2. A beam structure as defined in claim 1, further including a continuous tension-resisting cable extending along and contiguous to said apex between said wings and embedded in said resin.
3. A beam structure as defined in claim 11, wherein said strips are located exteriorly of said panels and are adhered to the latter.
4. A beam structure as defined in claim 3, wherein there are at least two superposed strips adhering to each other and to each panel.
5. A beam structure as defined in claim 4, wherein the wood wafer boards forming said panels are at least one-quarter inch thickness and said strips are also made of wood wafer board of at least 7/16 of an inch thickness.
6. A beam structure as defined in claim 5, wherein the included panels formed by said side angle is about 60 degrees.
7. A beam structure as defined in claim 4, further including a continuous tension-resisting cable extending along and contiguous to said apex and disposed between said two wings and embedded in said resin.
Description
FIELD OF THE INVENTION

The present invention relates to a beam structure and, more particularly, of the type for directly supporting a floor or roof.

BACKGROUND OF THE INVENTION

In the construction of housing, buildings and the like, wooden joists directly support the floor or roof and these in turn are supported by underlying transverse wooden beams or metal beams, depending on the span between the columns or wall.
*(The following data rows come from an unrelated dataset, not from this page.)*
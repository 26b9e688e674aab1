//! User-mode stand-ins for the SerialFC driver.
//!
//! `FakeCard` keeps per-setting state the way the driver does: enable /
//! disable / set requests update the value the matching get returns.
//! Disabled modes read back as `DISABLED` (-1).

#![allow(dead_code)]

use std::collections::{HashMap, HashSet};

use serialfc::{ControlChannel, ControlRequest, DeviceFault};
use shared::{ControlCode, Operation};

pub const DISABLED: i32 = -1;

#[derive(Debug, Clone, PartialEq, Eq)]
pub struct Recorded {
    pub code:       ControlCode,
    pub input:      Option<Vec<u8>>,
    pub output_len: usize,
}

#[derive(Debug, Default)]
pub struct FakeCard {
    /// Bytes returned by each get operation.
    pub state:       HashMap<Operation, Vec<u8>>,
    /// Operations answered with `DeviceFault::Unsupported`.
    pub unsupported: HashSet<Operation>,
    pub requests:    Vec<Recorded>,
}

enum Effect {
    Store(Operation, Vec<u8>),
    StoreInput(Operation),
    Read(Operation),
}

impl FakeCard {
    pub fn new() -> Self {
        Self::default()
    }

    /// Card of the given raw type with every feature available.
    pub fn with_card_type(raw: u32) -> Self {
        let mut card = Self::new();
        card.force(Operation::GetCardType, raw.to_le_bytes().to_vec());
        card
    }

    /// Make the next reads of `op` return `bytes` verbatim.
    pub fn force(&mut self, op: Operation, bytes: Vec<u8>) {
        self.state.insert(op, bytes);
    }

    pub fn reject(&mut self, op: Operation) {
        self.unsupported.insert(op);
    }

    pub fn codes(&self) -> Vec<ControlCode> {
        self.requests.iter().map(|r| r.code).collect()
    }

    fn effect(op: Operation) -> Effect {
        use Operation::*;
        let on = vec![1u8];
        let off = vec![0u8];
        let disabled = DISABLED.to_le_bytes().to_vec();
        match op {
            EnableRs485 => Effect::Store(GetRs485, on),
            DisableRs485 => Effect::Store(GetRs485, off),
            EnableEchoCancel => Effect::Store(GetEchoCancel, on),
            DisableEchoCancel => Effect::Store(GetEchoCancel, off),
            EnableTermination => Effect::Store(GetTermination, on),
            DisableTermination => Effect::Store(GetTermination, off),
            Enable9Bit => Effect::Store(Get9Bit, on),
            Disable9Bit => Effect::Store(Get9Bit, off),
            SetSampleRate => Effect::StoreInput(GetSampleRate),
            SetTxTrigger => Effect::StoreInput(GetTxTrigger),
            SetRxTrigger => Effect::StoreInput(GetRxTrigger),
            SetFrameLength => Effect::StoreInput(GetFrameLength),
            // The driver keeps the clock rate to itself.
            SetClockRate => Effect::StoreInput(SetClockRate),
            EnableIsochronous => Effect::StoreInput(GetIsochronous),
            DisableIsochronous => Effect::Store(GetIsochronous, disabled),
            EnableExternalTransmit => Effect::StoreInput(GetExternalTransmit),
            DisableExternalTransmit => Effect::Store(GetExternalTransmit, disabled),
            EnableFixedBaudRate => Effect::StoreInput(GetFixedBaudRate),
            DisableFixedBaudRate => Effect::Store(GetFixedBaudRate, disabled),
            read => Effect::Read(read),
        }
    }
}

impl ControlChannel for FakeCard {
    fn control(&mut self, request: &ControlRequest<'_>) -> Result<Vec<u8>, DeviceFault> {
        self.requests.push(Recorded {
            code:       request.code,
            input:      request.input.map(<[u8]>::to_vec),
            output_len: request.output_len,
        });

        let op = Operation::from_code(request.code).ok_or(DeviceFault::Unsupported)?;
        if self.unsupported.contains(&op) {
            return Err(DeviceFault::Unsupported);
        }

        match Self::effect(op) {
            Effect::Store(target, bytes) => {
                self.state.insert(target, bytes);
                Ok(Vec::new())
            }
            Effect::StoreInput(target) => {
                let bytes = request.input.map(<[u8]>::to_vec).unwrap_or_default();
                self.state.insert(target, bytes);
                Ok(Vec::new())
            }
            Effect::Read(target) => Ok(self
                .state
                .get(&target)
                .cloned()
                .unwrap_or_else(|| vec![0; request.output_len])),
        }
    }
}

/// Answers every request with the same bytes, or the same fault.
pub struct Scripted {
    pub reply: Result<Vec<u8>, fn() -> DeviceFault>,
    pub calls: usize,
}

impl Scripted {
    pub fn replying(bytes: &[u8]) -> Self {
        Self { reply: Ok(bytes.to_vec()), calls: 0 }
    }

    pub fn failing(fault: fn() -> DeviceFault) -> Self {
        Self { reply: Err(fault), calls: 0 }
    }
}

impl ControlChannel for Scripted {
    fn control(&mut self, _request: &ControlRequest<'_>) -> Result<Vec<u8>, DeviceFault> {
        self.calls += 1;
        match &self.reply {
            Ok(bytes) => Ok(bytes.clone()),
            Err(fault) => Err(fault()),
        }
    }
}
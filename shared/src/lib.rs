#![cfg_attr(not(feature = "std"), no_std)]

//! Control-code registry shared by everything that talks to the SerialFC
//! driver. No allocation, no dependencies.

pub mod constants;
pub mod ioctl;

pub use ioctl::{ControlCode, Operation, ctl_code};
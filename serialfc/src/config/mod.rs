//! Public API for configuration

pub mod loader;
pub mod model;

// Re-export the main entrypoints:
pub use loader::{load, parse};
pub use model::{Config, ConfigError, LoggingConfig, PortConfig};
Wooden joists are expensive, have a tendency to warp and must be installed close apart to properly support the floor.

OBJECTS OF THE INVENTION

It is the general object of the invention to provide beams structures adapted to replace wooden joists for supporting a floor or roof, which is of inexpensive construction; which can be easily secured to the underside of a floor or roof; which can be manufactured in a continuous length to be cut to the required length; and which have an increased resistance to deflection as compared to wooden joists of the same thickness.

Another object of the invention is to provide a beam structure of V-shape cross-section, arranged to be fastened directly to the underside of a floor or roof.

SUMMARY OF THE INVENTION

The beam structure of the invention has a V-shape cross-section, defining a lower apex and two upstanding side wings, the side wings formed of substantially imperforate panels, having top and bottom longitudinal edges, the bottom longitudinal edges joined together to form the apex, a coating of resin adhering to and joining said panels at said apex, and preferably a continuous tension-resisting cable extending along and contiguous to said apex and embedded in said resin. narrow strips are secured to each panel adjacent their top edge, said strips resisting compression forces and provided means to receive screws or the like fasteners to directly fasten the beam underneath a floor or roof. Preferably, the cable is located between the panels and the strips are located exteriorly of said panels. Said panels and said strips are made of wood wafer board, preferably oriented strength board, and preferably have a minimum thickness of 1/4 inch and 7/16 inch respectively. Preferably the included angle between the panels is about 60 degrees. The bottom edges of the panels form bevelled bottom edge faces disposed opposite each other and forming a butt joint, while the top edges of the panels and of the strips are also preferably bevelled and are co-planar for the two wings to be directly secured to a floor such as a floor made of tongue-and-groove boards extending transversely of the beam of the invention. The invention is also directed to the combination of the floor or roof with the beam structure.

BRIEF DESCRIPTION OF THE DRAWINGS

FIG. 1 is a partial side elevation of a beam structure of the invention supporting a floor;

FIG. 2 is a cross-section of the beam and of the floor, taken along line 2--2 of FIG. 1; and

FIGS. 3 and 4 are partial sections, on an enlarged scale, of the area shown by circles 3 and 4, respectively, in FIG. 2.

In the drawings, like reference characters indicazte like elements throughout.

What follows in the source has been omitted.